The U.S. is expected to announce a new $400 million package of military aid for Ukraine on Friday, U.S. officials said, as Kyiv struggles to hold off advances by Russian troops in the northeast Kharkiv region.
This is the third tranche of aid for Ukraine since Congress passed supplemental funding in late April after months of gridlock. Ukrainian President Volodymyr Zelenskyy had warned Thursday that his country was facing “a really difficult situation” in the east, but said a new supply of U.S. weapons was coming and “we will be able to stop them.”
According to officials, the package includes artillery, air defense and anti-tank munitions, armored vehicles and other weapons and equipment. The officials spoke on condition of anonymity because the aid has not yet been announced. It will be provided through presidential drawdown authority, which pulls systems and munitions from existing U.S. stockpiles so they can be sent quickly to the war front.

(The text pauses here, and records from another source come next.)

//! Startup configuration.
//!
//! Values come from the process environment, optionally seeded from a `.env`
//! file. They are read once at startup.

use std::fmt;
use std::path::PathBuf;

use thiserror::Error;

/// Environment variable holding the model API key.
pub const API_KEY_VAR: &str = "GOOGLE_API_KEY";
/// Environment variable holding the store location.
pub const DB_PATH_VAR: &str = "PHARMACY_DB";
/// Environment variable overriding the Gemini model name.
pub const MODEL_VAR: &str = "GEMINI_MODEL";
/// Store location used when none is configured.
pub const DEFAULT_DB_PATH: &str = "pharmacy.db";

/// Configuration errors. All of them are fatal at startup.
#[derive(Error, Debug, PartialEq, Eq)]
pub enum ConfigError {
    #[error("Missing {0} in environment variables.")]
    MissingCredential(&'static str),
}

/// Application configuration.
#[derive(Clone)]
pub struct Config {
    /// SQLite store location
    pub database_path: PathBuf,
    /// Model access credential
    pub api_key: String,
    /// Gemini model override
    pub gemini_model: Option<String>,
}

impl fmt::Debug for Config {
    fn fmt(&self, f: &mut fmt::Formatter<'_>) -> fmt::Result {
        f.debug_struct("Config")
            .field("database_path", &self.database_path)
            .field("api_key", &"<redacted>")
            .field("gemini_model", &self.gemini_model)
            .finish()
    }
}

impl Config {
    /// Load from the environment, reading `.env` first if present.
    pub fn from_env() -> Result<Self, ConfigError> {
        dotenvy::dotenv().ok();
        Self::from_lookup(|key| std::env::var(key).ok())
    }

    /// Load using an arbitrary variable lookup.
    pub fn from_lookup<F>(lookup: F) -> Result<Self, ConfigError>
    where
        F: Fn(&str) -> Option<String>,
    {
        let non_empty = |key: &str| lookup(key).filter(|v| !v.trim().is_empty());

        let api_key = non_empty(API_KEY_VAR).ok_or(ConfigError::MissingCredential(API_KEY_VAR))?;
        let database_path = non_empty(DB_PATH_VAR)
            .map(PathBuf::from)
            .unwrap_or_else(|| PathBuf::from(DEFAULT_DB_PATH));
        let gemini_model = non_empty(MODEL_VAR);

        Ok(Self {
            database_path,
            api_key,
            gemini_model,
        })
    }
}

#[cfg(test)]
mod tests {
    use super::*;
    use std::collections::HashMap;

    fn lookup(vars: &[(&str, &str)]) -> impl Fn(&str) -> Option<String> {
        let map: HashMap<String, String> = vars
            .iter()
            .map(|(k, v)| (k.to_string(), v.to_string()))
            .collect();
        move |key| map.get(key).cloned()
    }

    #[test]
    fn test_defaults() {
        let config = Config::from_lookup(lookup(&[("GOOGLE_API_KEY", "secret")])).unwrap();
        assert_eq!(config.api_key, "secret");
        assert_eq!(config.database_path, PathBuf::from("pharmacy.db"));
        assert_eq!(config.gemini_model, None);
    }

    #[test]
    fn test_overrides() {
        let config = Config::from_lookup(lookup(&[
            ("GOOGLE_API_KEY", "secret"),
            ("PHARMACY_DB", "/var/lib/pharmacy/store.db"),
            ("GEMINI_MODEL", "gemini-2.0-flash"),
        ]))
        .unwrap();
        assert_eq!(
            config.database_path,
            PathBuf::from("/var/lib/pharmacy/store.db")
        );
        assert_eq!(config.gemini_model.as_deref(), Some("gemini-2.0-flash"));
    }

    #[test]
    fn test_missing_credential_is_fatal() {
        assert_eq!(
            Config::from_lookup(lookup(&[])).unwrap_err(),
            ConfigError::MissingCredential("GOOGLE_API_KEY")
        );
        assert!(Config::from_lookup(lookup(&[("GOOGLE_API_KEY", "  ")])).is_err());
    }

    #[test]
    fn test_debug_redacts_key() {
        let config = Config::from_lookup(lookup(&[("GOOGLE_API_KEY", "secret")])).unwrap();
        assert!(!format!("{:?}", config).contains("secret"));
    }
}
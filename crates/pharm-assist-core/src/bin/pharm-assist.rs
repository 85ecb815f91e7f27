//! PharmAssist operator shell.
//!
//! Reads one command per line from stdin:
//!
//! ```text
//! process <image-path>   extract a prescription and show availability
//! sell <name|||qty|N>    sell a selection token, or the Nth listed option
//! reset                  clear the view and reload inventory
//! inventory              show the full inventory
//! order                  print the held prescription as JSON
//! tables                 list store tables and their columns
//! quit
//! ```

use std::io::{self, BufRead, Write};

use anyhow::Context;
use pharm_assist_core::engine::{INVENTORY_HEADERS, PRESCRIPTION_HEADERS};
use pharm_assist_core::{
    ActionOutcome, Config, Database, DrugRecord, ReconciliationEngine, SellOption, Session,
    TableRow,
};
use pharm_assist_llm::{GeminiClient, PrescriptionImage};
use tracing_subscriber::{layer::SubscriberExt, util::SubscriberInitExt};

fn main() -> anyhow::Result<()> {
    tracing_subscriber::registry()
        .with(
            tracing_subscriber::EnvFilter::try_from_default_env()
                .unwrap_or_else(|_| "pharm_assist_core=info,pharm_assist_llm=info".into()),
        )
        .with(tracing_subscriber::fmt::layer().with_writer(io::stderr))
        .init();

    let config = Config::from_env()?;
    tracing::info!(store = %config.database_path.display(), "starting PharmAssist");

    let db = Database::open(&config.database_path)
        .with_context(|| format!("failed to open store {}", config.database_path.display()))?;
    let client = GeminiClient::new(config.api_key.clone(), config.gemini_model.clone())?;
    tracing::info!(model = client.model(), "vision model configured");

    let engine = ReconciliationEngine::new(&db, &client);
    let mut session = Session::new();
    let mut options: Vec<SellOption> = Vec::new();

    let stdin = io::stdin();
    prompt()?;
    for line in stdin.lock().lines() {
        let line = line?;
        let (command, arg) = match line.trim().split_once(' ') {
            Some((command, arg)) => (command, arg.trim()),
            None => (line.trim(), ""),
        };

        match command {
            "" => {}
            "process" => match std::fs::read(arg) {
                Ok(bytes) => {
                    let image = PrescriptionImage::from_bytes(bytes);
                    let outcome = engine.extract_and_reconcile(&mut session, &image);
                    render_outcome(&outcome, &mut options);
                }
                Err(e) => println!("cannot read {}: {}", arg, e),
            },
            "sell" => {
                let token = match arg.parse::<usize>() {
                    Ok(n) if n >= 1 && n <= options.len() => options[n - 1].value.clone(),
                    _ => arg.to_string(),
                };
                let outcome = engine.sell(&session, &token);
                render_outcome(&outcome, &mut options);
            }
            "reset" => {
                let outcome = engine.reset();
                options.clear();
                println!("{}", outcome.status);
                render_inventory(&outcome.inventory);
            }
            "inventory" | "tables" | "order" => {
                if let Err(e) = show(&db, &session, command) {
                    tracing::error!(command, error = %e, "command failed");
                    println!("❌ {}", e);
                }
            }
            "quit" | "exit" => break,
            other => println!("unknown command: {}", other),
        }
        prompt()?;
    }

    Ok(())
}

/// Read-only views. Failures are reported to the operator, never fatal.
fn show(db: &Database, session: &Session, command: &str) -> anyhow::Result<()> {
    match command {
        "inventory" => render_inventory(&db.list_all_drugs()?),
        "tables" => {
            for table in db.list_tables()? {
                let columns: Vec<String> = db
                    .describe_table(&table)?
                    .into_iter()
                    .map(|(name, ty)| format!("{} {}", name, ty))
                    .collect();
                println!("{}({})", table, columns.join(", "));
            }
        }
        "order" => match session.order() {
            Some(order) => println!("{}", serde_json::to_string_pretty(order)?),
            None => println!("no prescription processed yet"),
        },
        other => anyhow::bail!("unknown view: {}", other),
    }
    Ok(())
}

fn prompt() -> io::Result<()> {
    print!("> ");
    io::stdout().flush()
}

fn render_outcome(outcome: &ActionOutcome, options: &mut Vec<SellOption>) {
    if let Some(table) = &outcome.table {
        render_prescription(table);
    }
    if let Some(sell_options) = &outcome.sell_options {
        *options = sell_options.clone();
        for (i, option) in options.iter().enumerate() {
            println!("  [{}] {}", i + 1, option.label);
        }
    }
    let status = outcome.status.to_string();
    if !status.is_empty() {
        println!("{}", status);
    }
    if let Some(inventory) = &outcome.inventory {
        render_inventory(inventory);
    }
}

fn render_prescription(rows: &[TableRow]) {
    println!("{}", PRESCRIPTION_HEADERS.join(" | "));
    for row in rows {
        println!("{}", row.cells().join(" | "));
    }
}

fn render_inventory(drugs: &[DrugRecord]) {
    println!("{}", INVENTORY_HEADERS.join(" | "));
    for drug in drugs {
        println!(
            "{} | {} | {} | {} | {}",
            drug.name,
            drug.brand.as_deref().unwrap_or(""),
            drug.quantity,
            drug.expiry_date.as_deref().unwrap_or(""),
            drug.price_per_unit
                .map(|p| format!("{:.2}", p))
                .unwrap_or_default(),
        );
    }
}
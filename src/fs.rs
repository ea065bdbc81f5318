//! The filesystem object: handle tables, locking discipline, and
//! per-operation policy.
//!
//! Operations are keyed by logical path or by the opaque 64-bit handle the
//! open calls mint. Everything touching the tables or an open state runs
//! under one mutex, including the blocking trips through the encryption
//! child; the child is the bottleneck, not lock contention.

use std::collections::HashMap;
use std::ffi::CString;
use std::ffi::OsStr;
use std::ffi::OsString;
use std::fs;
use std::fs::File;
use std::fs::OpenOptions;
use std::io;
use std::mem;
use std::os::fd::AsRawFd;
use std::os::unix::ffi::OsStrExt;
use std::os::unix::fs::DirBuilderExt;
use std::os::unix::fs::MetadataExt;
use std::os::unix::fs::OpenOptionsExt;
use std::os::unix::fs::PermissionsExt;
use std::os::unix::fs::lchown;
use std::os::unix::fs::symlink;
use std::path::Path;
use std::path::PathBuf;
use std::sync::Arc;
use std::time::Duration;
use std::time::SystemTime;
use std::time::UNIX_EPOCH;

use log::debug;
use nix::errno::Errno;
use parking_lot::Mutex;

use crate::config::AccessMode;
use crate::config::MemoryLock;
use crate::errno_of;
use crate::file::OpenFile;
use crate::gpg::Gpg;
use crate::gpg::Recipient;
use crate::open_flags::OpenAccMode;
use crate::open_flags::OpenFlags;

/// Permission bits granting read access, masked off in write-only mode.
const READ_BITS: u32 = 0o444;

/// stat-shaped attributes, with the size substituted from the plaintext
/// buffer when the entry is open.
#[derive(Clone, Copy, Debug, PartialEq)]
pub struct Attributes {
    pub size: u64,
    pub blocks: u64,
    /// `st_mode`, file-type bits included.
    pub mode: u32,
    pub nlink: u32,
    pub uid: u32,
    pub gid: u32,
    pub rdev: u32,
    pub blksize: u32,
    pub atime: SystemTime,
    pub mtime: SystemTime,
    pub ctime: SystemTime,
}

impl Attributes {
    pub fn is_dir(&self) -> bool {
        self.mode & libc::S_IFMT == libc::S_IFDIR
    }
}

impl From<&fs::Metadata> for Attributes {
    fn from(meta: &fs::Metadata) -> Attributes {
        Attributes {
            size: meta.len(),
            blocks: meta.blocks(),
            mode: meta.mode(),
            nlink: meta.nlink() as u32,
            uid: meta.uid(),
            gid: meta.gid(),
            rdev: meta.rdev() as u32,
            blksize: meta.blksize() as u32,
            atime: meta.accessed().unwrap_or(UNIX_EPOCH),
            mtime: meta.modified().unwrap_or(UNIX_EPOCH),
            ctime: UNIX_EPOCH + Duration::from_secs(meta.ctime().try_into().unwrap_or(0)),
        }
    }
}

/// Entry kinds surfaced by readdir; every other kind is suppressed.
#[derive(Clone, Copy, Debug, Eq, PartialEq)]
pub enum EntryType {
    Regular,
    Directory,
    Symlink,
}

/// One directory listing entry.
#[derive(Clone, Debug, PartialEq, Eq)]
pub struct DirEntry {
    pub name: OsString,
    pub kind: EntryType,
}

/// Backing-filesystem statistics for statfs.
#[derive(Clone, Copy, Debug, Default)]
pub struct FsStats {
    pub blocks: u64,
    pub bfree: u64,
    pub bavail: u64,
    pub files: u64,
    pub ffree: u64,
    pub bsize: u32,
    pub namelen: u32,
    pub frsize: u32,
}

#[derive(Debug)]
struct Inner {
    crypto: Arc<Gpg>,
    next_handle: u64,
    by_path: HashMap<PathBuf, u64>,
    files: HashMap<u64, OpenFile>,
    dirs: HashMap<u64, Vec<DirEntry>>,
}

/// The encrypting overlay over one backing directory.
#[derive(Debug)]
pub struct AsymmetricFs {
    root: File,
    root_path: PathBuf,
    mode: AccessMode,
    mlock: MemoryLock,
    inner: Mutex<Inner>,
}
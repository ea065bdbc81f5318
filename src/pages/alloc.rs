use std::fmt;
use std::num::NonZeroUsize;
use std::ptr::NonNull;
use std::slice;

use libc::c_void;
use nix::errno::Errno;
use nix::sys::mman::MapFlags;
use nix::sys::mman::ProtFlags;
use nix::sys::mman::mlock;
use nix::sys::mman::mmap_anonymous;
use nix::sys::mman::munmap;

/// A page-aligned, page-multiple region of private anonymous memory.
///
/// The region is zero-filled by the kernel, optionally locked into RAM, and
/// returned to the OS on drop. Ownership is movable but the allocation is
/// never copied.
pub struct PageAlloc {
    ptr: NonNull<c_void>,
    len: usize,
}

// The mapping is private to this allocation and carries no thread affinity.
unsafe impl Send for PageAlloc {}

impl PageAlloc {
    /// Maps `len` bytes of anonymous memory. `len` must be a positive
    /// multiple of the page size.
    ///
    /// With `lock` set the region is `mlock`ed at creation; failure to lock
    /// (typically an `RLIMIT_MEMLOCK` quota) unmaps the region and reports
    /// `ENOMEM`.
    pub fn new(len: usize, lock: bool) -> Result<PageAlloc, Errno> {
        debug_assert!(len % page_size::get() == 0);
        let length = NonZeroUsize::new(len).ok_or(Errno::EINVAL)?;
        let ptr = unsafe {
            mmap_anonymous(
                None,
                length,
                ProtFlags::PROT_READ | ProtFlags::PROT_WRITE,
                MapFlags::MAP_PRIVATE,
            )?
        };
        if lock {
            if let Err(err) = unsafe { mlock(ptr, len) } {
                let _ = unsafe { munmap(ptr, len) };
                return Err(match err {
                    Errno::EAGAIN | Errno::ENOMEM => Errno::ENOMEM,
                    other => other,
                });
            }
        }
        Ok(PageAlloc { ptr, len })
    }

    /// Size of the region in bytes. Immutable for the allocation's lifetime.
    pub fn len(&self) -> usize {
        self.len
    }

    /// Never true: allocations always have a positive size.
    pub fn is_empty(&self) -> bool {
        false
    }

    /// Raw base pointer, valid for `len` bytes while the allocation is live.
    pub fn as_ptr(&self) -> *mut u8 {
        self.ptr.as_ptr().cast()
    }

    pub fn as_slice(&self) -> &[u8] {
        unsafe { slice::from_raw_parts(self.as_ptr(), self.len) }
    }

    pub fn as_mut_slice(&mut self) -> &mut [u8] {
        unsafe { slice::from_raw_parts_mut(self.as_ptr(), self.len) }
    }
}

impl Drop for PageAlloc {
    fn drop(&mut self) {
        if let Err(err) = unsafe { munmap(self.ptr, self.len) } {
            log::error!("munmap of {} bytes failed: {}", self.len, err);
        }
    }
}

impl fmt::Debug for PageAlloc {
    fn fmt(&self, f: &mut fmt::Formatter<'_>) -> fmt::Result {
        f.debug_struct("PageAlloc")
            .field("ptr", &self.ptr)
            .field("len", &self.len)
            .finish()
    }
}
use std::io::ErrorKind;
use std::path::PathBuf;

use asymmetricfs::AccessMode;
use asymmetricfs::AsymmetricFs;
use asymmetricfs::AsymmetricFuse;
use asymmetricfs::Gpg;
use asymmetricfs::MemoryLock;
use clap::Arg;
use clap::ArgAction;
use clap::ArgGroup;
use clap::Command;
use clap::crate_version;
use fuser::MountOption;
use log::LevelFilter;
use log::error;
use nix::sys::mman::MlockAllFlags;
use nix::sys::mman::mlockall;
use nix::sys::resource::Resource;
use nix::sys::resource::setrlimit;

fn main() {
    let matches = Command::new("asymmetricfs")
        .version(crate_version!())
        .about("Mounts an encrypting overlay over a backing directory")
        .arg(
            Arg::new("rw")
                .long("rw")
                .action(ArgAction::SetTrue)
                .help("Mount read-write: reads decrypt on demand"),
        )
        .arg(
            Arg::new("wo")
                .long("wo")
                .action(ArgAction::SetTrue)
                .help("Mount write-only: reads are denied"),
        )
        .group(ArgGroup::new("mode").args(["rw", "wo"]).required(true))
        .arg(
            Arg::new("recipient")
                .short('r')
                .long("recipient")
                .action(ArgAction::Append)
                .required(true)
                .value_name("KEY")
                .help("Encrypt to this recipient (repeatable)"),
        )
        .arg(
            Arg::new("gpg-binary")
                .long("gpg-binary")
                .value_name("PATH")
                .help("External encryption tool (default: gpg, resolved via PATH)"),
        )
        .arg(
            Arg::new("memory-lock")
                .long("memory-lock")
                .value_parser(["all", "buffers", "none"])
                .default_value("none")
                .help("Which plaintext pages to lock into RAM"),
        )
        .arg(
            Arg::new("enable-core-dumps")
                .long("enable-core-dumps")
                .action(ArgAction::SetTrue)
                .help("Leave RLIMIT_CORE alone instead of zeroing it"),
        )
        .arg(
            Arg::new("allow-other")
                .long("allow-other")
                .action(ArgAction::SetTrue)
                .help("Allow other users to access the mount"),
        )
        .arg(
            Arg::new("auto-unmount")
                .long("auto-unmount")
                .action(ArgAction::SetTrue)
                .help("Automatically unmount when the process exits"),
        )
        .arg(
            Arg::new("v")
                .short('v')
                .action(ArgAction::Count)
                .help("Sets the level of verbosity"),
        )
        .arg(
            Arg::new("target")
                .required(true)
                .help("Backing directory that holds the ciphertext"),
        )
        .arg(
            Arg::new("mount-point")
                .required(true)
                .help("Where to mount the plaintext view"),
        )
        .get_matches();

    let verbosity = matches.get_count("v");
    let log_level = match verbosity {
        0 => LevelFilter::Error,
        1 => LevelFilter::Warn,
        2 => LevelFilter::Info,
        3 => LevelFilter::Debug,
        _ => LevelFilter::Trace,
    };
    env_logger::builder()
        .format_timestamp_nanos()
        .filter_level(log_level)
        .init();

    // An encryptor child can die mid-pipe; that must surface as EPIPE on
    // the write, not kill the whole mount.
    unsafe {
        libc::signal(libc::SIGPIPE, libc::SIG_IGN);
    }

    if !matches.get_flag("enable-core-dumps") {
        // A core file would spill every buffered plaintext to disk.
        if let Err(err) = setrlimit(Resource::RLIMIT_CORE, 0, 0) {
            error!("disabling core dumps failed: {err}");
            std::process::exit(1);
        }
    }

    let memory_lock: MemoryLock = matches
        .get_one::<String>("memory-lock")
        .unwrap()
        .parse()
        .unwrap();
    if memory_lock == MemoryLock::All {
        if let Err(err) = mlockall(MlockAllFlags::MCL_CURRENT | MlockAllFlags::MCL_FUTURE) {
            error!("memory-lock=all: mlockall failed: {err}");
            std::process::exit(1);
        }
    }

    let mode = if matches.get_flag("rw") {
        AccessMode::ReadWrite
    } else {
        AccessMode::WriteOnly
    };

    let mut gpg = Gpg::new(matches.get_one::<String>("gpg-binary").map(PathBuf::from));
    for recipient in matches.get_many::<String>("recipient").unwrap() {
        if let Err(err) = gpg.add_recipient(recipient) {
            error!("recipient {recipient:?} rejected: {err}");
            std::process::exit(1);
        }
    }

    let target = PathBuf::from(matches.get_one::<String>("target").unwrap());
    let mount_point = matches.get_one::<String>("mount-point").unwrap();

    let fs = match AsymmetricFs::new(&target, mode, memory_lock, gpg) {
        Ok(fs) => fs,
        Err(err) => {
            error!("cannot open backing directory {target:?}: {err}");
            std::process::exit(1);
        }
    };

    let mut options = vec![MountOption::FSName("asymmetricfs".to_string())];
    if matches.get_flag("allow-other") {
        options.push(MountOption::AllowOther);
    }
    if matches.get_flag("auto-unmount") {
        options.push(MountOption::AutoUnmount);
    }

    let result = fuser::mount2(AsymmetricFuse::new(fs), mount_point, &options);
    if let Err(err) = result {
        // A permission error here usually means "user_allow_other" is
        // missing from /etc/fuse.conf
        if err.kind() == ErrorKind::PermissionDenied {
            error!("{err}");
            std::process::exit(2);
        }
        error!("{err}");
    }
}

Almost immediately after President Joe Biden signed the $95 billion foreign aid package, the Pentagon announced it was sending $1 billion in weapons through that drawdown authority,. And just days later the Biden administration announced a $6 billion package funded through the Ukraine Security Assistance Initiative, which pays for longer-term contracts with the defense industry and means that the weapons could take many months or years to arrive.
Russia has sought to exploit Ukraine’s shortages of ammunition and manpower as the flow of Western supplies since the outbreak of the war petered out while Congress struggled to pass the bill. Moscow has assembled large troop concentrations in the east as well as in the north and has been gaining an edge on the battlefield, Zelenskyy said.